I woulnd't know :lol but interesting post.


----------



## Razorblade Kiss (Oct 29, 2006)

*Re: re: Are people with SA less inhibitted in intimate situa*



Your Lover Scrub Ducky said:


> Once I'm comfortable with her and we're both ready to take it to that level, I'm definately less inhibitted. My mind shuts down and natural instincts take over. I turn into an animal. *AH-NEE-MAL!!!!!* rawrarwrarwrrarw


AWWW YEAH! haha

I get lost in the moment, that's how it feels.


----------



## IcedOver (Feb 26, 2007)

*re: Are people with SA less inhibitted in intimate situation*

It's interesting that you have that reaction in intimate situations while being shy otherwise. I've never been in any type of intimate situation so I don't know how I would behave but I think I would be comfortable. Of course a "first time" would be awkward.

Perhaps a reason for your reaction is that we, as people who have social problems, spend so much time wondering whether people like us and trying to find the exactly right way to acquit ourselves in any given social situation (and worrying about it extensively) instead of just going with the flow. That causes us to hold ourselves back and keep our emotions in check. But if you're at the point where you're going to be intimate with someone, you know for sure that they like you and you like them, so that barrier of awkwardness and uncertainty is gone and you can just be completely open and not hold yourself back.


----------



## Airick10 (May 10, 2007)

*re: Are people with SA less inhibitted in intimate situation*

I'm concerned about it.
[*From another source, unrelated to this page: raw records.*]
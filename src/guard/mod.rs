//! Exclusive, time-bounded access to a collection snapshot.
//!
//! Every read-modify-write on a collection happens while its guard is held.
//! Callers that need both collections lock players before matches. The guard
//! only orders threads of one process; writers in other processes are caught
//! by the version check on commit.

use log::{debug, warn};
use parking_lot::{Mutex, MutexGuard};
use std::time::Duration;

use crate::errors::{LadderError, Result};

pub struct Guarded<T> {
    name: &'static str,
    timeout: Duration,
    inner: Mutex<T>,
}

impl<T> Guarded<T> {
    pub fn new(name: &'static str, value: T, timeout: Duration) -> Self {
        Self {
            name,
            timeout,
            inner: Mutex::new(value),
        }
    }

    /// Waits at most the configured timeout for exclusive access.
    pub fn lock(&self) -> Result<MutexGuard<'_, T>> {
        match self.inner.try_lock_for(self.timeout) {
            Some(guard) => {
                debug!("Acquired {} lock", self.name);
                Ok(guard)
            }
            None => {
                warn!("Timed out after {:?} waiting for {} lock", self.timeout, self.name);
                Err(LadderError::LockTimeout(self.name))
            }
        }
    }
}

#[cfg(test)]
mod tests {
    use super::*;
    use std::sync::Arc;
    use std::thread;

    #[test]
    fn test_lock_times_out_while_held() {
        let guarded = Guarded::new("players", 0u32, Duration::from_millis(20));
        let _held = guarded.lock().unwrap();

        assert!(matches!(guarded.lock(), Err(LadderError::LockTimeout("players"))));
    }

    #[test]
    fn test_serializes_read_modify_write() {
        let guarded = Arc::new(Guarded::new("matches", 0u32, Duration::from_secs(5)));

        let handles: Vec<_> = (0..8)
            .map(|_| {
                let guarded = Arc::clone(&guarded);
                thread::spawn(move || {
                    for _ in 0..100 {
                        let mut value = guarded.lock().unwrap();
                        let current = *value;
                        thread::yield_now();
                        *value = current + 1;
                    }
                })
            })
            .collect();

        for handle in handles {
            handle.join().unwrap();
        }

        assert_eq!(*guarded.lock().unwrap(), 800);
    }
}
I've been in strip clubs a couple times and when I'm getting a dance of any sort, I don't move. I can't stop analyzing and thinking instead of just relaxing and letting it go. Often times the girls are asking me if I'm okay lol

That's the only way I see myself reacting.


----------



## IcedOver (Feb 26, 2007)

*Re: re: Are people with SA less inhibitted in intimate situa*



Airick10 said:


> I'm concerned about it. I've been in strip clubs a couple times and when I'm getting a dance of any sort, I don't move. I can't stop analyzing and thinking instead of just relaxing and letting it go. Often times the girls are asking me if I'm okay lol
> 
> That's the only way I see myself reacting.


Perhaps that's because, when you're in some strip club, you don't have any affection for the women. I think a person would have to feel affection for someone to feel comfortable around them physically.


----------



## Airick10 (May 10, 2007)

*re: Are people with SA less inhibitted in intimate situation*

Yeah, that's a good point. I really don't know for sure, I really haven't felt affection for anyone.


----------



## Razorblade Kiss (Oct 29, 2006)

*re: Are people with SA less inhibitted in intimate situation*

Strip clubs are different from having a one-on-one intimate experience with someone you're into. I'd like to get a lap dance from a hot (female) stripper, but I imagine I'd be nervous as hell, plus there are others watching.


----------



## yeah_yeah_yeah (Mar 27, 2007)

To the OP: Yup thats me to a fine point. I totally relax once it all starts, like a drug - its always very intense for me and I like to really feel that connection, especially when you can feel each others heartbeats going at the same speed. The fact that i can notice these things shows me how relaxed I must be at the time. Its a very strong experience for me and I normally come out of it feeling a lot more intensely about the girl afterwards. I'm sure there is some neurotransmitter type explanation, but I prefer the experience based version!!

Ross


----------